Israeli and Palestinian negotiators are scheduled to begin final discussions Sunday in Cairo on the unresolved security aspects of the Gaza-Jericho autonomy agreement, which is to be signed in Cairo on Wednesday. Among the open issues is control of the beachfront near a group of Israeli settlements in the Gaza Strip.

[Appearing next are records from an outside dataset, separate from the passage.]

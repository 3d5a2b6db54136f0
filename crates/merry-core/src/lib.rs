//! Merry Core - plugin loading and template-driven code generation
//!
//! The `merry` binary is a thin shell around this library. Everything it can
//! do comes from plugins: bundled ones compiled into the binary, and plugin
//! packages found in the project, its dependencies, or the global package
//! folders.
//!
//! # Architecture
//!
//! - **Configuration** (`config`): resolved once per process from the project
//!   manifest, rc files and the environment
//! - **Loader** (`loader`): four-phase discovery, entry point resolution and a
//!   per-plugin [`LoadReport`]
//! - **Plugin API** (`api`): what each plugin receives; commands, file I/O,
//!   templates, prompts and the render/format/write pipeline
//! - **Dispatcher** (`dispatcher`): the shared command registry, parsed once
//!   after every plugin is loaded
//!
//! # Example
//!
//! ```ignore
//! use merry_core::{App, logging};
//!
//! logging::init(logging::debug_enabled());
//! let mut app = App::new(logging::debug_enabled());
//! app.install().await;
//! app.run(std::env::args_os()).await?;
//! ```

pub mod api;
pub mod app;
pub mod archive;
pub mod bundled;
pub mod config;
pub mod declarative;
pub mod dispatcher;
pub mod loader;
pub mod logging;
pub mod manifest;
pub mod npm;
pub mod plugin;
pub mod version;
pub mod welcome;

pub use api::{Action, FormatSetting, PluginApi, PluginPackage, Services, WriteOutcome};
pub use app::App;
pub use config::{get_config, Config, ConfigSources};
pub use dispatcher::{CommandHandler, CommandInput, Dispatcher};
pub use loader::{Candidate, LoadReport, PluginLoader};
pub use plugin::{Plugin, PluginError};
pub use version::CLI_VERSION;
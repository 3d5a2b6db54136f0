//! `new`: create a project from a GitHub repository archive

use crate::api::{PluginApi, Question};
use crate::archive;
use crate::dispatcher::{CommandHandler, CommandInput};
use crate::plugin::{Plugin, PluginError};
use anyhow::{Context, Result};
use async_trait::async_trait;
use serde_json::Value;
use std::path::{Path, PathBuf};
use url::Url;

const DEFAULT_REF: &str = "HEAD";

pub struct NewPlugin;

impl Plugin for NewPlugin {
    fn install(&self, api: &PluginApi) -> Result<(), PluginError> {
        api.command("new [name]")
            .option(
                "-T, --template [template]",
                "user/repo[#ref], github:user/repo or a GitHub URL",
            )
            .option_with_default("-C, --cache", "keep the archive in the cache", true)
            .option_with_default("-F, --force", "write into a non-empty folder", true)
            .action(NewCommand)?;
        Ok(())
    }
}

/// A GitHub repository at a ref
#[derive(Debug, Clone, PartialEq, Eq)]
pub struct RepoRef {
    pub user: String,
    pub repo: String,
    pub reference: String,
}

impl RepoRef {
    /// Parse `user/repo#ref`, `github:user/repo` or a github.com URL
    pub fn parse(src: &str) -> Result<Self> {
        let src = src.trim();
        let (path, reference) = if src.starts_with("https://") || src.starts_with("http://") {
            let url = Url::parse(src).with_context(|| format!("Invalid template URL: {}", src))?;
            if url.host_str() != Some("github.com") {
                anyhow::bail!("Only github.com repositories are supported: {}", src);
            }
            (url.path().trim_matches('/').to_string(), url.fragment().map(str::to_string))
        } else {
            let src = src
                .strip_prefix("github:")
                .or_else(|| src.strip_prefix("git@github.com:"))
                .unwrap_or(src);
            match src.split_once('#') {
                Some((path, reference)) => (path.to_string(), Some(reference.to_string())),
                None => (src.to_string(), None),
            }
        };

        let mut parts = path.split('/').filter(|p| !p.is_empty());
        let (Some(user), Some(repo)) = (parts.next(), parts.next()) else {
            anyhow::bail!("Template must look like user/repo: {}", src);
        };

        Ok(Self {
            user: user.to_string(),
            repo: repo.trim_end_matches(".git").to_string(),
            reference: reference
                .filter(|r| !r.is_empty())
                .unwrap_or_else(|| DEFAULT_REF.to_string()),
        })
    }

    pub fn archive_url(&self) -> Result<Url> {
        let url = format!(
            "https://github.com/{}/{}/archive/{}.zip",
            self.user, self.repo, self.reference
        );
        Url::parse(&url).with_context(|| format!("Invalid archive URL: {}", url))
    }

    /// Cached archive location below `cache_root`
    pub fn cache_path(&self, cache_root: &Path) -> PathBuf {
        cache_root
            .join("merry")
            .join(&self.user)
            .join(&self.repo)
            .join(format!("{}.zip", self.reference.replace('/', "_")))
    }
}

struct NewCommand;

#[async_trait]
impl CommandHandler for NewCommand {
    async fn run(&self, api: &PluginApi, input: CommandInput) -> Result<()> {
        let answers = api.prompt(&[
            Question::input("name", "Your project name")
                .required()
                .with_default(input.get_str("name").unwrap_or_default()),
            Question::input("template", "Please provide the template address user/repo")
                .required()
                .with_default(input.get_str("template").unwrap_or_default()),
        ])?;
        let name = answer(&answers, "name")?;
        let template = answer(&answers, "template")?;

        let repo = RepoRef::parse(template)?;
        let dest = api.resolve(name);
        if is_non_empty_dir(&dest) && !input.flag("force") {
            anyhow::bail!(
                "Destination {} is not empty, use --force to write into it",
                dest.display()
            );
        }

        let cache_root = input.flag("cache").then(dirs::cache_dir).flatten();
        let bytes = fetch(&repo, cache_root.as_deref()).await?;
        let count = archive::extract_zip(&bytes, &dest, 1)?;

        api.log(format!("{} files written to {}", count, dest.display()));
        println!("done");
        Ok(())
    }
}

fn answer<'a>(answers: &'a serde_json::Map<String, Value>, key: &str) -> Result<&'a str> {
    answers
        .get(key)
        .and_then(Value::as_str)
        .filter(|s| !s.trim().is_empty())
        .with_context(|| format!("{} is required", key))
}

fn is_non_empty_dir(path: &Path) -> bool {
    std::fs::read_dir(path).is_ok_and(|mut entries| entries.next().is_some())
}

/// Download the archive; with a cache, store it and fall back to it when
/// the download fails
async fn fetch(repo: &RepoRef, cache_root: Option<&Path>) -> Result<Vec<u8>> {
    let url = repo.archive_url()?;
    let client = archive::client(None)?;
    let cached = cache_root.map(|root| repo.cache_path(root));

    let spinner = cliclack::spinner();
    spinner.start(format!("Downloading {}", url));

    match archive::download(&client, &url).await {
        Ok(bytes) => {
            spinner.stop(format!("Downloaded {}/{}#{}", repo.user, repo.repo, repo.reference));
            if let Some(cached) = &cached {
                if let Err(e) = store(cached, &bytes) {
                    tracing::debug!(path = %cached.display(), error = %e, "can not cache archive");
                }
            }
            Ok(bytes)
        }
        Err(e) => match cached.filter(|p| p.is_file()) {
            Some(cached) => {
                spinner.stop(format!("Download failed, using cached {}", cached.display()));
                std::fs::read(&cached)
                    .with_context(|| format!("Failed to read {}", cached.display()))
            }
            None => {
                spinner.error("Download failed");
                Err(e)
            }
        },
    }
}

fn store(path: &Path, bytes: &[u8]) -> std::io::Result<()> {
    if let Some(parent) = path.parent() {
        std::fs::create_dir_all(parent)?;
    }
    std::fs::write(path, bytes)
}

A timetable for the release of most of the 9,000 Palestinian security prisoners held by Israel was reportedly agreed upon Friday.

Israeli Prime Minister Yitzhak Rabin and PLO Chairman Yasser Arafat themselves will discuss the size of the Jericho District--Israel has proposed 22 square miles, the PLO wants 93--and whether a Palestinian police officer will be stationed on the Allenby Bridge across the Jordan River at the entry to the district.

“There is still not a complete formula for this agreement,” Rabin said Friday. “A date has been set (for signing it), but there are still issues needing agreement, conclusion and incorporation in the written accord.”

Meanwhile, the agreement came under sharp attack from the opposition Likud Party here.

“The PLO is getting everything it wants,” former Foreign Minister David Levy said, criticizing the elements of sovereignty contained in the agreement. “For us, it is recognition by the Israeli government of the establishment of a Palestinian state.”